Güler Ayyıldız B., Karakiş R., Terzioğlu B., Özdemir D.

DENTOMAXILLOFACIAL RADIOLOGY, cilt.53, sa.1, ss.32-42, 2024 (SCI-Expanded)

  • Yayın Türü: Makale / Tam Makale
  • Cilt numarası: 53 Sayı: 1
  • Basım Tarihi: 2024
  • Doi Numarası: 10.1093/dmfr/twad003
  • Dergi Adı: DENTOMAXILLOFACIAL RADIOLOGY
  • Derginin Tarandığı İndeksler: Science Citation Index Expanded (SCI-EXPANDED), Scopus, EMBASE
  • Sayfa Sayıları: ss.32-42
  • Sivas Cumhuriyet Üniversitesi Adresli: Evet

Özet

Objectives

The objective of this study is to assess the accuracy of computer-assisted periodontal classification bone loss staging using deep learning (DL) methods on panoramic radiographs and to compare the performance of various models and layers.

Methods

Panoramic radiographs were diagnosed and classified into 3 groups, namely “healthy,” “Stage1/2,” and “Stage3/4,” and stored in separate folders. The feature extraction stage involved transferring and retraining the feature extraction layers and weights from 3 models, namely ResNet50, DenseNet121, and InceptionV3, which were proposed for classifying the ImageNet dataset, to 3 DL models designed for classifying periodontal bone loss.
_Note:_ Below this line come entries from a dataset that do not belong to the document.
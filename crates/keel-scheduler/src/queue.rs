use std::{future::Future, sync::Arc};

use futures::future::{join_all, BoxFuture, FutureExt, Shared};
use parking_lot::Mutex;
use tokio::sync::oneshot;
use tokio::task::JoinHandle;

/// Declares which queued operations an operation has to wait for.
///
/// `self.is_dependency(other)` returns `true` when an operation tagged `self` must not
/// start before an earlier-enqueued operation tagged `other` has finished.
pub trait DependencyTracker: Clone + Send + Sync + 'static {
    fn is_dependency(&self, other: &Self) -> bool;
}

type Completion = Shared<BoxFuture<'static, ()>>;

struct QueuedOperation<M> {
    id: u64,
    metadata: M,
    done: Completion,
}

struct QueueState<M> {
    next_id: u64,
    pending: Vec<QueuedOperation<M>>,
}

/// An ordered task queue.
///
/// Operations start in enqueue order with respect to the operations they depend on and
/// run concurrently with everything else. Finished operations are forgotten, so the queue
/// only tracks work that is still pending or running.
pub struct AsyncQueue<M> {
    state: Arc<Mutex<QueueState<M>>>,
}

impl<M> Clone for AsyncQueue<M> {
    fn clone(&self) -> Self {
        Self {
            state: Arc::clone(&self.state),
        }
    }
}

impl<M: DependencyTracker> Default for AsyncQueue<M> {
    fn default() -> Self {
        Self::new()
    }
}

impl<M: DependencyTracker> AsyncQueue<M> {
    pub fn new() -> Self {
        Self {
            state: Arc::new(Mutex::new(QueueState {
                next_id: 0,
                pending: Vec::new(),
            })),
        }
    }

    /// Enqueues `operation`. It starts once every earlier operation it depends on has
    /// completed (or was aborted).
    ///
    /// The dependency snapshot is taken synchronously, so two calls made in order from the
    /// same task are ordered even if the returned handles are never awaited.
    pub fn spawn<F, Fut, T>(&self, metadata: M, operation: F) -> JoinHandle<T>
    where
        F: FnOnce() -> Fut + Send + 'static,
        Fut: Future<Output = T> + Send + 'static,
        T: Send + 'static,
    {
        let (done_tx, done_rx) = oneshot::channel::<()>();
        let done: Completion = async move {
            let _ = done_rx.await;
        }
        .boxed()
        .shared();

        let (id, dependencies) = {
            let mut state = self.state.lock();
            let id = state.next_id;
            state.next_id += 1;
            let dependencies = state
                .pending
                .iter()
                .filter(|queued| metadata.is_dependency(&queued.metadata))
                .map(|queued| queued.done.clone())
                .collect::<Vec<_>>();
            state.pending.push(QueuedOperation {
                id,
                metadata,
                done,
            });
            (id, dependencies)
        };

        let guard = CompletionGuard {
            id,
            state: Arc::clone(&self.state),
            done: Some(done_tx),
        };

        tokio::spawn(async move {
            let _guard = guard;
            join_all(dependencies).await;
            operation().await
        })
    }

    /// Waits until every currently queued operation that an operation tagged `metadata`
    /// would depend on has finished. Operations enqueued later are not waited for.
    pub async fn wait_for(&self, metadata: &M) {
        let dependencies = {
            let state = self.state.lock();
            state
                .pending
                .iter()
                .filter(|queued| metadata.is_dependency(&queued.metadata))
                .map(|queued| queued.done.clone())
                .collect::<Vec<_>>()
        };
        join_all(dependencies).await;
    }

    /// Number of operations that are queued or running.
    pub fn len(&self) -> usize {
        self.state.lock().pending.len()
    }

    pub fn is_empty(&self) -> bool {
        self.len() == 0
    }
}

/// Marks an operation finished when its task completes, panics or is aborted.
struct CompletionGuard<M> {
    id: u64,
    state: Arc<Mutex<QueueState<M>>>,
    done: Option<oneshot::Sender<()>>,
}

impl<M> Drop for CompletionGuard<M> {
    fn drop(&mut self) {
        self.state.lock().pending.retain(|queued| queued.id != self.id);
        if let Some(done) = self.done.take() {
            let _ = done.send(());
        }
    }
}
use serde::{Deserialize, Serialize};
use serde_json::Value;

/// JSON-RPC error object returned by a build backend.
///
/// Errors are cloneable so a single failure can be handed to every waiter of a shared
/// computation.
#[derive(Debug, Clone, PartialEq, Serialize, Deserialize, thiserror::Error)]
#[error("{message} (code {code})")]
pub struct ResponseError {
    pub code: i64,
    pub message: String,
    #[serde(default, skip_serializing_if = "Option::is_none")]
    pub data: Option<Value>,
}

impl ResponseError {
    pub const PARSE_ERROR: i64 = -32700;
    pub const INVALID_REQUEST: i64 = -32600;
    pub const METHOD_NOT_FOUND: i64 = -32601;
    pub const INVALID_PARAMS: i64 = -32602;
    pub const INTERNAL_ERROR: i64 = -32603;
    /// The transport to the backend went away before a response arrived.
    pub const CONNECTION_CLOSED: i64 = -32099;
    pub const REQUEST_CANCELLED: i64 = -32800;

    pub fn new(code: i64, message: impl Into<String>) -> Self {
        Self {
            code,
            message: message.into(),
            data: None,
        }
    }

    pub fn method_not_found(method: &str) -> Self {
        Self::new(
            Self::METHOD_NOT_FOUND,
            format!("method not found: {method}"),
        )
    }

    pub fn invalid_params(message: impl Into<String>) -> Self {
        Self::new(Self::INVALID_PARAMS, message)
    }

    pub fn internal(message: impl Into<String>) -> Self {
        Self::new(Self::INTERNAL_ERROR, message)
    }

    pub fn cancelled() -> Self {
        Self::new(Self::REQUEST_CANCELLED, "request cancelled")
    }

    pub fn connection_closed() -> Self {
        Self::new(Self::CONNECTION_CLOSED, "build server connection closed")
    }

    pub fn is_method_not_found(&self) -> bool {
        self.code == Self::METHOD_NOT_FOUND
    }

    pub fn is_cancelled(&self) -> bool {
        self.code == Self::REQUEST_CANCELLED
    }
}

impl From<serde_json::Error> for ResponseError {
    fn from(err: serde_json::Error) -> Self {
        Self::new(Self::PARSE_ERROR, err.to_string())
    }
}
mod debouncer;
mod queue;
mod timeout;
The features obtained from global average pooling (GAP), global max pooling (GMP), or flatten layers (FL) of convolutional neural network (CNN) models were used as input to the 8 different machine learning (ML) models. In addition, the features obtained from the GAP, GMP, or FL of the DL models were reduced using the minimum redundancy maximum relevance (mRMR) method and then classified again with 8 ML models.

Results

A total of 2533 panoramic radiographs, including 721 in the healthy group, 842 in the Stage1/2 group, and 970 in the Stage3/4 group, were included in the dataset. The average performance values of DenseNet121 + GAP-based and DenseNet121 + GAP + mRMR-based ML techniques on 10 subdatasets and ML models developed using 2 feature selection techniques outperformed CNN models.

Conclusions

The new DenseNet121 + GAP + mRMR-based support vector machine model developed in this study achieved higher performance in periodontal bone loss classification compared to other models in the literature by detecting effective features from raw images without the need for manual selection.